The bucket list just keeps growing! The more I cross off - the more exciting new destinations and activities I find! I have been fortunate enough to travel a considerable distance over the years. My love of many things, including travel, cycling, kayaking and photography fit together like hand and glove. I have to keep asking myself....where to next? I am happy to share my travels and photography through my blogs: http://traveldestinationbucketlist.com and http://anitamacphotos.wordpress.com Hope you enjoy them as much as I do! On to the next adventure!

Discussion

12 thoughts on “The Home Stretch on the Camino de Santiago

  1. Congrats on the home stretch! Love that you are sharing this experience with your readers – love the photos too:) Have a Great One!

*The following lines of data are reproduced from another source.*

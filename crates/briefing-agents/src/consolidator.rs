//! Content adapter: fetch raw text for a list of sources.
//!
//! Each source is fetched on its own through the fallback chain for its
//! format. A failure yields a record with `fetch_error` set; it never
//! aborts the batch and never borrows content from another source.

use std::collections::HashMap;
use std::sync::{Arc, LazyLock};
use std::time::Duration;

use async_trait::async_trait;
use briefing_core::artifact::{RawContentRecord, SourceDescriptor, SourceFormat};
use briefing_core::resilience::FallbackChain;
use futures::stream::{self, StreamExt};
use regex::Regex;
use thiserror::Error;

use crate::config::FetchConfig;

#[derive(Debug, Error)]
pub enum FetchError {
    #[error("HTTP {status} from {url}")]
    Http { status: u16, url: String },

    #[error("transport error: {0}")]
    Transport(String),

    #[error("empty response body")]
    Empty,

    #[error("strategy not configured: {0}")]
    NotConfigured(&'static str),
}

/// One way of turning a source into text.
#[async_trait]
pub trait FetchStrategy: Send + Sync {
    fn name(&self) -> &'static str;
    async fn fetch(&self, source: &SourceDescriptor) -> Result<String, FetchError>;
}

// ── HTML helpers ────────────────────────────────────────────────────

static SCRIPT_OR_STYLE: LazyLock<Regex> = LazyLock::new(|| {
    Regex::new(r"(?is)<script\b.*?</script>|<style\b.*?</style>|<noscript\b.*?</noscript>|<!--.*?-->")
        .expect("SCRIPT_OR_STYLE regex should compile")
});
static BLOCK_TAG: LazyLock<Regex> = LazyLock::new(|| {
    Regex::new(r"(?i)</?(?:p|div|br|li|ul|ol|h[1-6]|tr|article|section|header|footer|blockquote)\b[^>]*>")
        .expect("BLOCK_TAG regex should compile")
});
static ANY_TAG: LazyLock<Regex> =
    LazyLock::new(|| Regex::new(r"(?s)<[^>]*>").expect("ANY_TAG regex should compile"));
static TITLE_TAG: LazyLock<Regex> =
    LazyLock::new(|| Regex::new(r"(?is)<title[^>]*>(.*?)</title>").expect("TITLE_TAG regex should compile"));
static META_TAG: LazyLock<Regex> =
    LazyLock::new(|| Regex::new(r"(?is)<meta\b[^>]*>").expect("META_TAG regex should compile"));
static TAG_ATTR: LazyLock<Regex> = LazyLock::new(|| {
    Regex::new(r#"(?is)([a-z][a-z0-9:_-]*)\s*=\s*(?:"([^"]*)"|'([^']*)')"#).expect("TAG_ATTR regex should compile")
});
static NUMERIC_ENTITY: LazyLock<Regex> = LazyLock::new(|| {
    Regex::new(r"&#(?:[xX]([0-9a-fA-F]{1,6})|([0-9]{1,7}));").expect("NUMERIC_ENTITY regex should compile")
});

/// `content` of the first `<meta property="og:title">` (or `name=`), in
/// any attribute order and with either quote style.
fn og_title(html: &str) -> Option<&str> {
    META_TAG.find_iter(html).find_map(|tag| {
        let mut is_og_title = false;
        let mut content = None;
        for caps in TAG_ATTR.captures_iter(tag.as_str()) {
            let (Some(name), Some(value)) = (caps.get(1), caps.get(2).or_else(|| caps.get(3))) else {
                continue;
            };
            match name.as_str().to_ascii_lowercase().as_str() {
                "property" | "name" if value.as_str().eq_ignore_ascii_case("og:title") => is_og_title = true,
                "content" => content = Some(value.as_str()),
                _ => {}
            }
        }
        if is_og_title {
            content
        } else {
            None
        }
    })
}

fn decode_entities(text: &str) -> String {
    let numeric = NUMERIC_ENTITY.replace_all(text, |caps: &regex::Captures<'_>| {
        let code = match (caps.get(1), caps.get(2)) {
            (Some(hex), _) => u32::from_str_radix(hex.as_str(), 16).ok(),
            (None, Some(dec)) => dec.as_str().parse::<u32>().ok(),
            _ => None,
        };
        code.and_then(char::from_u32)
            .map(String::from)
            .unwrap_or_else(|| caps[0].to_string())
    });
    numeric
        .replace("&nbsp;", " ")
        .replace("&quot;", "\"")
        .replace("&apos;", "'")
        .replace("&lt;", "<")
        .replace("&gt;", ">")
        .replace("&amp;", "&")
}

/// Visible text of an HTML document, one block per line.
pub fn html_to_text(html: &str) -> String {
    let without_scripts = SCRIPT_OR_STYLE.replace_all(html, " ");
    let with_breaks = BLOCK_TAG.replace_all(&without_scripts, "\n");
    let stripped = ANY_TAG.replace_all(&with_breaks, " ");
    decode_entities(&stripped)
        .lines()
        .map(|line| line.split_whitespace().collect::<Vec<_>>().join(" "))
        .filter(|line| !line.is_empty())
        .collect::<Vec<_>>()
        .join("\n")
}

/// `og:title` if present, else `<title>`.
pub fn extract_title(html: &str) -> Option<String> {
    let raw = og_title(html)
        .filter(|t| !t.trim().is_empty())
        .or_else(|| TITLE_TAG.captures(html).and_then(|caps| caps.get(1)).map(|m| m.as_str()))?;
    let title = decode_entities(raw).split_whitespace().collect::<Vec<_>>().join(" ");
    (!title.is_empty()).then_some(title)
}

pub fn is_youtube_url(url: &str) -> bool {
    reqwest::Url::parse(url)
        .ok()
        .and_then(|u| u.host_str().map(str::to_string))
        .is_some_and(|h| {
            matches!(
                h.trim_start_matches("www.").trim_start_matches("m."),
                "youtube.com" | "youtu.be"
            )
        })
}

// ── Strategies ──────────────────────────────────────────────────────

fn http_client(config: &FetchConfig) -> Result<reqwest::Client, FetchError> {
    reqwest::Client::builder()
        .timeout(Duration::from_secs(config.timeout_secs))
        .user_agent(config.user_agent.clone())
        .build()
        .map_err(|e| FetchError::Transport(format!("failed to build HTTP client: {}", e)))
}

async fn get_text(client: &reqwest::Client, url: &str) -> Result<String, FetchError> {
    let response = client
        .get(url)
        .send()
        .await
        .map_err(|e| FetchError::Transport(e.to_string()))?;
    if !response.status().is_success() {
        return Err(FetchError::Http {
            status: response.status().as_u16(),
            url: url.to_string(),
        });
    }
    response.text().await.map_err(|e| FetchError::Transport(e.to_string()))
}

/// Plain HTTP GET plus tag stripping.
pub struct WebPageStrategy {
    client: reqwest::Client,
}

impl WebPageStrategy {
    pub fn new(config: &FetchConfig) -> Result<Self, FetchError> {
        Ok(Self {
            client: http_client(config)?,
        })
    }

    /// Raw HTML of a page.
    pub async fn get_html(&self, url: &str) -> Result<String, FetchError> {
        get_text(&self.client, url).await
    }
}

#[async_trait]
impl FetchStrategy for WebPageStrategy {
    fn name(&self) -> &'static str {
        "webpage"
    }

    async fn fetch(&self, source: &SourceDescriptor) -> Result<String, FetchError> {
        let text = html_to_text(&self.get_html(&source.url).await?);
        if text.trim().is_empty() {
            return Err(FetchError::Empty);
        }
        Ok(text)
    }
}

/// External transcript service: `GET <endpoint>?url=<video url>` returns
/// plain text.
pub struct TranscriptServiceStrategy {
    client: reqwest::Client,
    endpoint: String,
}

impl TranscriptServiceStrategy {
    pub fn new(config: &FetchConfig, endpoint: &str) -> Result<Self, FetchError> {
        Ok(Self {
            client: http_client(config)?,
            endpoint: endpoint.to_string(),
        })
    }
}

#[async_trait]
impl FetchStrategy for TranscriptServiceStrategy {
    fn name(&self) -> &'static str {
        "transcript_service"
    }

    async fn fetch(&self, source: &SourceDescriptor) -> Result<String, FetchError> {
        let url = reqwest::Url::parse_with_params(&self.endpoint, &[("url", source.url.as_str())])
            .map_err(|e| FetchError::Transport(format!("bad transcript endpoint: {}", e)))?;
        let text = get_text(&self.client, url.as_str()).await?;
        if text.trim().is_empty() {
            return Err(FetchError::Empty);
        }
        Ok(text.trim().to_string())
    }
}

// ── Adapter ─────────────────────────────────────────────────────────

type StrategyChain = FallbackChain<Arc<dyn FetchStrategy>>;

/// Fetches sources concurrently, one fallback chain per format.
pub struct ContentAdapter {
    chains: HashMap<SourceFormat, StrategyChain>,
    timeout: Duration,
    max_concurrency: usize,
    min_content_chars: usize,
}

impl ContentAdapter {
    /// Adapter with no chains; add them with [`ContentAdapter::with_chain`].
    pub fn new(config: &FetchConfig) -> Self {
        Self {
            chains: HashMap::new(),
            timeout: Duration::from_secs(config.timeout_secs),
            max_concurrency: config.max_concurrency.max(1),
            min_content_chars: config.min_content_chars,
        }
    }

    /// Standard HTTP chains: articles use the web page; videos try the
    /// transcript service (when configured) before the web page.
    pub fn http(config: &FetchConfig) -> Result<Self, FetchError> {
        let webpage: Arc<dyn FetchStrategy> = Arc::new(WebPageStrategy::new(config)?);

        let mut video = FallbackChain::new("video");
        if let Some(endpoint) = &config.transcript_endpoint {
            let transcript: Arc<dyn FetchStrategy> = Arc::new(TranscriptServiceStrategy::new(config, endpoint)?);
            video = video.add_tier(transcript.name(), 1.0, transcript);
        }
        video = video.add_tier(webpage.name(), 0.5, webpage.clone());

        let article = FallbackChain::new("article").add_tier(webpage.name(), 1.0, webpage);

        Ok(Self::new(config)
            .with_chain(SourceFormat::Article, article)
            .with_chain(SourceFormat::Video, video))
    }

    pub fn with_chain(mut self, format: SourceFormat, chain: StrategyChain) -> Self {
        self.chains.insert(format, chain);
        self
    }

    pub fn min_content_chars(&self) -> usize {
        self.min_content_chars
    }

    /// One record per source, in input order.
    pub async fn fetch_all(&self, sources: &[SourceDescriptor]) -> Vec<RawContentRecord> {
        let mut indexed: Vec<(usize, RawContentRecord)> = stream::iter(sources.iter().enumerate())
            .map(|(idx, source)| async move { (idx, self.fetch_one(source).await) })
            .buffer_unordered(self.max_concurrency)
            .collect()
            .await;
        indexed.sort_by_key(|(idx, _)| *idx);

        let failed = indexed.iter().filter(|(_, r)| r.fetch_error.is_some()).count();
        tracing::info!(
            total = sources.len(),
            failed,
            "Fetched sources"
        );
        indexed.into_iter().map(|(_, record)| record).collect()
    }

    pub async fn fetch_one(&self, source: &SourceDescriptor) -> RawContentRecord {
        let Some(chain) = self.chains.get(&source.format) else {
            return RawContentRecord::failed(
                source.clone(),
                format!("no fetch strategy for format '{}'", source.format),
            );
        };

        let timeout = self.timeout;
        let response = chain
            .execute(|strategy| {
                let strategy = strategy.clone();
                let source = source.clone();
                async move {
                    match tokio::time::timeout(timeout, strategy.fetch(&source)).await {
                        Ok(Ok(text)) if !text.trim().is_empty() => Ok(text),
                        Ok(Ok(_)) => Err(FetchError::Empty.to_string()),
                        Ok(Err(e)) => Err(e.to_string()),
                        Err(_) => Err(format!("timed out after {:?}", timeout)),
                    }
                }
            })
            .await;

        match &response.payload {
            Some(text) => {
                if response.is_degraded() {
                    tracing::debug!(source = %source.name, served_by = %response.served_by, "Fetched via fallback");
                }
                let record = RawContentRecord::fetched(source.clone(), text.clone(), &response.served_by, self.min_content_chars);
                if record.below_threshold {
                    tracing::warn!(
                        source = %source.name,
                        chars = record.text.chars().count(),
                        "Content below minimum length"
                    );
                }
                record
            }
            None => {
                let reason = response.aggregate_warning();
                tracing::warn!(source = %source.name, error = %reason, "Fetch failed");
                RawContentRecord::failed(source.clone(), reason)
            }
        }
    }
}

    Posted by cravesadventure | November 8, 2012, 12:32 pm
  2. Ah, the infamous Sarriá to Santiago stretch…….! Without it the Galician economy would sink out of sight. When I cycled the Camino Francés back in 1993 (the first Año Santo after the restoration of the route), we timed our arrival in Santiago for the feast of St James (July 25th)…….the crowds were unimaginable, with the Royal Family and Spanish Government all in attendance at the Cathedral.

    Posted by Frank Burns | November 8, 2012, 1:23 pm
    • Of that I have no doubt! Some of the villages were so small and all I really saw of this stretch were farms and the Camino. It was so beautiful though….I am glad they are working so hard to preserve it. I hope it continues to be there for many generations to come!
      As for arriving on the feast of St James – wow – I could not even begin to imagine it! Things were so crazy and crowded. People were everywhere for the National holiday. I heard the mass was the extended version for the day I arrived. With the Royal Family present – I am sure you would have also seen the extended mass. Very nice.

      Posted by Anita Mac | November 8, 2012, 6:00 pm
      • ….but there was no chance of getting anywhere near the Cathedral with the level of security and the number of people. So we headed off for Finisterra…………

        Posted by Frank Burns | November 8, 2012, 6:09 pm
  3. Well done you, I’m working up quite a thirst for doing this myself now :)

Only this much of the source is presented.